Wir werden das Gesundheitswesen von Grund auf überholen müssen. Das ist die Lehre aus dieser Pandemie. Mehr lokal agieren und weniger von oben nach unten. Auf eine stärker integrierte Art und Weise, die weniger fragmentiert ist. Mit mehr Tests und Kontaktverfolgung, und weniger Lockdowns. Eine bessere präventive Gesundheitspolitik kann Leben retten.
Nehmen Sie Kuba, ein Vorreiter auf diesem Gebiet. Mitten in einem Lockdown kamen die kubanischen Sanitätsbrigaden, um ein Feldlazarett in Italien einzurichten. Ein kleines Land im Süden kommt einem reichen Land im Norden zu Hilfe. "Wir sind keine Helden", sagen die Kubaner, "wir teilen, was wir haben." Wenn Sie mich fragen, haben die kubanischen Ärzte den Friedensnobelpreis verdient. Einige Länder exportieren Waffen, Kuba exportiert Solidarität.

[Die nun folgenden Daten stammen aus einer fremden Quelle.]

// =============================================================================
// Engine Configuration — loaded once from the environment at startup
// =============================================================================
//
// Meridian is configured entirely through environment variables (a `.env`
// file is honoured via dotenv in main). Secrets never appear in logs; the
// broker API key is injected by the gateway layer only.
// =============================================================================

use std::collections::HashMap;

use tracing::info;

/// Default bind address for the session server.
const DEFAULT_BIND_ADDR: &str = "0.0.0.0:3001";

/// Default broker API base URL (a locally running gateway).
const DEFAULT_BROKER_URL: &str = "http://127.0.0.1:5000";

/// Runtime configuration for the Meridian engine.
#[derive(Debug, Clone)]
pub struct EngineConfig {
    /// Address the session server listens on (`MERIDIAN_BIND_ADDR`).
    pub bind_addr: String,
    /// Base URL of the broker HTTP API (`MERIDIAN_BROKER_URL`).
    pub broker_base_url: String,
    /// Broker API key, injected into every request body (`MERIDIAN_BROKER_API_KEY`).
    pub broker_api_key: String,
    /// Strategy tag stamped on every order this engine places (`MERIDIAN_STRATEGY`).
    pub strategy_tag: String,
    /// Recipient for alert e-mails (`MERIDIAN_ALERT_EMAIL`).
    pub alert_recipient: String,
    /// Webhook the notifier posts alerts to; unset disables delivery
    /// (`MERIDIAN_MAIL_WEBHOOK`).
    pub mail_webhook_url: Option<String>,
    /// LLM chat proxy endpoint for non-command messages; unset yields the
    /// canned apology (`MERIDIAN_CHAT_PROXY`).
    pub chat_proxy_url: Option<String>,
    /// Session token → user id map (`MERIDIAN_SESSION_TOKENS`, format
    /// `token:user,token:user`).
    pub session_tokens: HashMap<String, String>,
    /// Exchange assumed when a command omits one (`MERIDIAN_DEFAULT_EXCHANGE`).
    pub default_exchange: String,
}

impl EngineConfig {
    /// Build the configuration from the process environment.
    pub fn from_env() -> Self {
        let session_tokens = std::env::var("MERIDIAN_SESSION_TOKENS")
            .map(|raw| Self::parse_session_tokens(&raw))
            .unwrap_or_default();

        let config = Self {
            bind_addr: env_or("MERIDIAN_BIND_ADDR", DEFAULT_BIND_ADDR),
            broker_base_url: env_or("MERIDIAN_BROKER_URL", DEFAULT_BROKER_URL),
            broker_api_key: std::env::var("MERIDIAN_BROKER_API_KEY").unwrap_or_default(),
            strategy_tag: env_or("MERIDIAN_STRATEGY", "meridian"),
            alert_recipient: std::env::var("MERIDIAN_ALERT_EMAIL").unwrap_or_default(),
            mail_webhook_url: env_opt("MERIDIAN_MAIL_WEBHOOK"),
            chat_proxy_url: env_opt("MERIDIAN_CHAT_PROXY"),
            session_tokens,
            default_exchange: env_or("MERIDIAN_DEFAULT_EXCHANGE", "NSE").to_uppercase(),
        };

        info!(
            bind_addr = %config.bind_addr,
            broker = %config.broker_base_url,
            sessions = config.session_tokens.len(),
            default_exchange = %config.default_exchange,
            "engine config loaded"
        );

        config
    }

    /// Parse the `token:user,token:user` session token map. Malformed entries
    /// are skipped rather than failing startup.
    pub fn parse_session_tokens(raw: &str) -> HashMap<String, String> {
        raw.split(',')
            .filter_map(|pair| {
                let (token, user) = pair.trim().split_once(':')?;
                if token.is_empty() || user.is_empty() {
                    return None;
                }
                Some((token.to_string(), user.to_string()))
            })
            .collect()
    }
}

fn env_or(key: &str, default: &str) -> String {
    std::env::var(key).unwrap_or_else(|_| default.to_string())
}

fn env_opt(key: &str) -> Option<String> {
    std::env::var(key).ok().filter(|v| !v.is_empty())
}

2020 war ein janusköpfiges, doppelgesichtiges Jahr. Ein Jahr mit Coronavirus, sozialer Eingrenzung, Einsamkeit und viel Frust. Aber 2020 ist auch ein Jahr der Solidarität gewesen, mit Sternen, die man nur entdecken kann, wenn es dunkel ist.
Dieses Jahr wollen wir den Virus weit hinter uns lassen. Möge 2021 ein Jahr der Hoffnung, des Staunens und des Lebens sein. Ein Jahr der Freundschaft, der Empathie und des Widerstands. Denn wir wissen, von selbst ändert sich nichts.
Ich erhebe mein Glas auf eure Gesundheit, denn ihr seid nicht allein.
Gemeinsam sind wir stark, es lebe der Sozialismus.
(1) Ein Filialfonds 23 ist ein Investmentfonds unter dem Deckmantel einer Versicherung: Er ermöglicht dem Fonds-besitzer zu entscheiden, was mit seinen Ersparnissen im Todesfall geschehen soll, also eine Art Lebensversicherung mit Testament.